Ford is redirecting spending in Europe away from cars to focus on more profitable crossovers and commercial vans to help return its operations in the region to profit.
Hit by Brexit and a big consumer switch to crossovers, Ford’s European operations swung to a $73 million pretax loss in the second half from an $88 million profit last year.
Announcing the results on Wednesday, CEO Jim Hackett said: “We're extremely dissatisfied with our performance in Europe.”
Ford now expects a full-year loss in Europe after earning $234 million in the region last year.
CFO Bob Shanks said the bulk of Ford’s European vehicle range was unprofitable. “The low-performing part of our portfolio represents a majority of our volume, revenue and capital deployed in the region,” he said. This consisted “principally of cars and multi-activity vehicles [minivans] such as C-Max,” he said.
Ford’s Transit van, Kuga crossover and Ranger pickup and “selected imports” are selling profitably in Europe, Shanks said, without naming the imported vehicles. They are likely to include the Edge midsize crossover and the Mustang sports car.
Shanks said the vehicles represented more than 200 percent of Ford’s profits in Europe, despite accounting for less than half of its volume and revenue.
Europe needs reboot
Jim Farley, Ford’s head of global markets, said commercial vans are earning 13 percent profit margins for the automaker in Europe.
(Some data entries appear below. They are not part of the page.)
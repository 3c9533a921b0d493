use std::path::PathBuf;

use anyhow::Context;
use bumpalo::Bump;
use clap::Parser;
use tracing::info;
use tracing_subscriber::prelude::*;
use tracing_subscriber::EnvFilter;
use tracing_tree::HierarchicalLayer;

use lumen::{point3f, vec3f, Float, Point3f, Transform, Vec3f};
use lumen::camera::{Camera, CameraBase, PerspectiveCamera};
use lumen::config::{IntegratorType, RenderConfig};
use lumen::film::{Film, FilmBase, RgbFilm};
use lumen::integrator::{
    Integrator, PathIntegrator, RandomWalkIntegrator, RayIntegrator, RenderReport, SimplePathIntegrator, TileRenderer,
};
use lumen::light::{DiffuseAreaLight, Light};
use lumen::material::{ConductorMaterial, DielectricMaterial, DiffuseMaterial, Material, Roughness};
use lumen::primitive::{GeometricPrimitive, Primitive, PrimitiveList};
use lumen::sampler::Sampler;
use lumen::shapes::{Shape, Sphere, Triangle, TriangleMesh};
use lumen::spectrum::Spectrum;

#[derive(Parser, Debug)]
#[command(author, version, about = "Renders the built-in box scene")]
struct Args {
    /// TOML render configuration. Every field is optional.
    #[arg(short, long)]
    config: Option<PathBuf>,

    /// Overrides the output path from the config.
    #[arg(short, long)]
    output: Option<PathBuf>,

    /// Number of render threads, defaults to one per core.
    #[arg(short = 'j', long)]
    threads: Option<usize>,

    /// Overrides the samples per pixel from the config.
    #[arg(long)]
    spp: Option<usize>,

    /// Only log warnings and hide the progress bar.
    #[arg(short, long)]
    quiet: bool,
}

fn init_tracing(quiet: bool) {
    let default = if quiet { "warn" } else { "info" };
    let filter = EnvFilter::try_from_default_env().unwrap_or_else(|_| EnvFilter::new(default));
    tracing_subscriber::registry()
        .with(filter)
        .with(HierarchicalLayer::new(2).with_targets(true))
        .init();
}

/// A closed box with an opening towards the camera, lit by a small panel under the ceiling.
fn build_demo_scene(arena: &Bump) -> anyhow::Result<(Primitive<'_>, Vec<Light<'_>>)> {
    let white = Material::from(&*arena.alloc(DiffuseMaterial::new(Spectrum::constant(0.73))));
    let red = Material::from(&*arena.alloc(DiffuseMaterial::new(Spectrum::constant(0.2))));
    let gold = Material::from(&*arena.alloc(ConductorMaterial::new(
        Spectrum::constant(0.27),
        Spectrum::constant(2.8),
        Roughness::isotropic(0.3),
    )));
    let glass = Material::from(&*arena.alloc(DielectricMaterial::new(Spectrum::constant(1.5), Roughness::smooth())));

    let mut prims: Vec<Primitive> = Vec::new();

    // floor, ceiling, back wall, left and right walls of a 2x2x2 box
    #[rustfmt::skip]
    let walls: &TriangleMesh = arena.alloc(TriangleMesh::new(
        &Transform::IDENTITY,
        false,
        vec![
            0, 1, 2, 0, 2, 3,
            4, 6, 5, 4, 7, 6,
            1, 5, 6, 1, 6, 2,
            0, 4, 5, 0, 5, 1,
            3, 2, 6, 3, 6, 7,
        ],
        vec![
            point3f!(-1, 0, 1), point3f!(-1, 0, -1), point3f!(1, 0, -1), point3f!(1, 0, 1),
            point3f!(-1, 2, 1), point3f!(-1, 2, -1), point3f!(1, 2, -1), point3f!(1, 2, 1),
        ],
        None,
        None,
    )?);
    for (i, tri) in walls.triangles().enumerate() {
        let shape = Shape::from(&*arena.alloc(tri));
        // the left wall is tinted so the two sides can be told apart
        let material = if (6..8).contains(&i) { red } else { white };
        prims.push(Primitive::from(&*arena.alloc(GeometricPrimitive::new(shape, Some(material), None))));
    }

    let panel: &TriangleMesh = arena.alloc(TriangleMesh::new(
        &Transform::translate(vec3f!(0, 1.98, 0)),
        false,
        vec![0, 1, 2, 0, 2, 3],
        vec![point3f!(-0.25, 0, -0.25), point3f!(0.25, 0, -0.25), point3f!(0.25, 0, 0.25), point3f!(-0.25, 0, 0.25)],
        None,
        None,
    )?);
    let mut lights = Vec::new();
    for tri_id in 0..panel.n_triangles() {
        let shape = Shape::from(&*arena.alloc(Triangle::new(panel, tri_id)));
        let light = Light::from(&*arena.alloc(DiffuseAreaLight::new(shape, Spectrum::constant(1.0), 17.0, true)));
        lights.push(light);
        prims.push(Primitive::from(&*arena.alloc(GeometricPrimitive::new(shape, Some(white), Some(light)))));
    }

    let spheres = [
        (point3f!(-0.5, 0.35, -0.3), 0.35, white),
        (point3f!(0.5, 0.3, 0.3), 0.3, glass),
        (point3f!(0.15, 0.25, -0.6), 0.25, gold),
    ];
    for (center, radius, material) in spheres {
        let shape = Shape::from(&*arena.alloc(Sphere::new(center, radius, false)));
        prims.push(Primitive::from(&*arena.alloc(GeometricPrimitive::new(shape, Some(material), None))));
    }

    let aggregate = Primitive::from(&*arena.alloc(PrimitiveList::new(prims)));
    Ok((aggregate, lights))
}

fn run<R: RayIntegrator>(
    camera: Camera<'_>,
    sampler: Sampler,
    estimator: R,
    config: &RenderConfig,
    threads: Option<usize>,
) -> anyhow::Result<RenderReport> {
    let renderer = TileRenderer::new(camera, sampler, estimator, config.options.clone());
    let report = match threads {
        Some(n) => {
            let pool = rayon::ThreadPoolBuilder::new()
                .num_threads(n)
                .build()
                .with_context(|| format!("failed to start a pool of {} threads", n))?;
            renderer.render_with_pool(&pool)
        }
        None => renderer.render(),
    };
    Ok(report)
}

fn main() -> anyhow::Result<()> {
    let args = Args::parse();
    init_tracing(args.quiet);

    let mut config = match &args.config {
        Some(path) => RenderConfig::load(path)?,
        None => RenderConfig::default(),
    };
    if let Some(spp) = args.spp {
        config.image.spp = spp;
    }
    if let Some(output) = args.output {
        config.image.output = output;
    }
    config.options.show_progress = !args.quiet;
    anyhow::ensure!(config.image.spp > 0, "at least one sample per pixel is required");
    anyhow::ensure!(
        config.image.width > 0 && config.image.height > 0,
        "image must be at least 1x1, got {}x{}",
        config.image.width,
        config.image.height
    );
    info!(?config, "loaded configuration");

    let arena = Bump::new();
    let (aggregate, lights) = build_demo_scene(&arena)?;
    let scene = Integrator::new(Some(aggregate), lights);

    let base = FilmBase::with_resolution(config.image.width, config.image.height, config.filter.create());
    let film: &RgbFilm = arena.alloc(RgbFilm::new(base, Float::INFINITY));
    let film = Film::from(film);

    let cc = &config.camera;
    let camera_base = CameraBase::look_at(
        Point3f::from(cc.look_from),
        Point3f::from(cc.look_at),
        Vec3f::from(cc.up),
        film,
    )?;
    let camera: &PerspectiveCamera =
        arena.alloc(PerspectiveCamera::new(camera_base, cc.fov, cc.lens_radius, cc.focal_distance)?);
    let camera = Camera::from(camera);

    let sampler = config.sampler.create(config.image.spp, config.options.seed);
    let ic = &config.integrator;
    let report = match ic.kind {
        IntegratorType::RandomWalk => {
            run(camera, sampler, RandomWalkIntegrator::new(&scene, ic.max_depth), &config, args.threads)?
        }
        IntegratorType::SimplePath => run(
            camera,
            sampler,
            SimplePathIntegrator::new(&scene, ic.max_depth, ic.sample_lights, ic.sample_bsdf),
            &config,
            args.threads,
        )?,
        IntegratorType::Path => run(
            camera,
            sampler,
            PathIntegrator::new(&scene, ic.max_depth, ic.light_sampler, ic.regularize),
            &config,
            args.threads,
        )?,
    };
    info!(tiles = report.tiles_completed, "render finished");

    film.write_png(&config.image.output, 1.0)?;
    Ok(())
}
Ford is shifting its focus to concentrate on vans and crossovers to hit its long-term target of a 6 percent margin in the region, Farley said.
“Clearly we have to redesign Europe, centering the operations on our profitable LCV business,” he said. SUVs were also part of that plan. Capital allocation plans now align with the SUV and the LCV business opportunities, Farley said.
Ford is making the right move, said Ian Fletcher, principal analyst at IHS Markit. “Ford cannot afford to just tinker. They have undertaken restructuring in the past and they’re still moaning about the lack of profitability in the region. They have to take a big step or they will be in the same situation down the line.”
Ford has attempted to boost margins on its Focus compact and Fiesta subcompact cars by offering different variants designed to increase its selling price, including an Active crossover-inspired version and an upscale Vignale-badged model.
The tactic isn’t paying off. “New products are delivering incremental profit but lower than planned,” Ford indicated in its second-quarter regulatory filing.
Margins were being “compressed” by a “weaker channel mix, lower net pricing and exchange headwinds,” the company said.
Ford has been hit by exchange headwinds mainly from the UK, its largest market in Europe, after the British pound lost value following the country’s decision to leave the EU.
The pound’s fall explains the “majority of our deterioration” in profit in Europe, Farley said. “In 2016 we made $1.2 billion in Europe and most of it was in the UK. Brexit and the continued weak sterling has been a fundamental headwind for our European business,” Farley said.
He acknowledged that Ford has been slow to expand in the crossover segment in Europe.
“One of our underlying issues is that we are behind on the shift to utilities and now our portfolio under-indexes on this highly profitable and growing segment,” he said on Wednesday’s earnings call.
Ford currently sells three crossovers in Europe: the small EcoSport, compact Kuga and midsize Edge. Kuga and EcoSport sales in Europe reached a record in the second quarter, Ford said.
Ford described its Kuga as “aging” in its filing and said new launches will increase its product mix by 2020, indicating new models are coming soon.
A Fiesta-based replacement for the EcoSport is due in 2020, analyst firm LMC Automotive predicts.
Products under threat
Ford singled out the C-Max compact minivan on its investor call as under-performing in Europe, indicating it could stop production of the car in the region.
Sales of the C-Max slid 18 percent in the first half to 31,888, figures from JATO Dynamics show. Also under threat is the Mondeo midsize car, which is a version of the U.S. Ford Fusion. Ford has said it would phase out U.S. sedan sales, including the Fusion, by 2020. The related S-Max and Galaxy large minivans could also be dropped.
Alongside redirecting r&d spending away from cars and toward vans and SUVs, Ford said it also planned to continue to “aggressively” cut costs and get new products to market quicker in Europe.
The company said in June it would close its Blanquefort gearbox plant in Bordeaux, southwest France, if no buyer was found.
On Wednesday’s call CEO Shanks said Ford also will rely more heavily on partnerships to turn Europe around. “It's important to recognize that partnerships, which are a part of our fitness toolkit, are already an integral part of our European operations and going forward we expect them to play an even greater role,” he said.
Ford has a long-term partnership with PSA Group on engines. In June it signed an agreement with Volkswagen Group for a potential an alliance on commercial vehicles, as well as other, non-specified projects.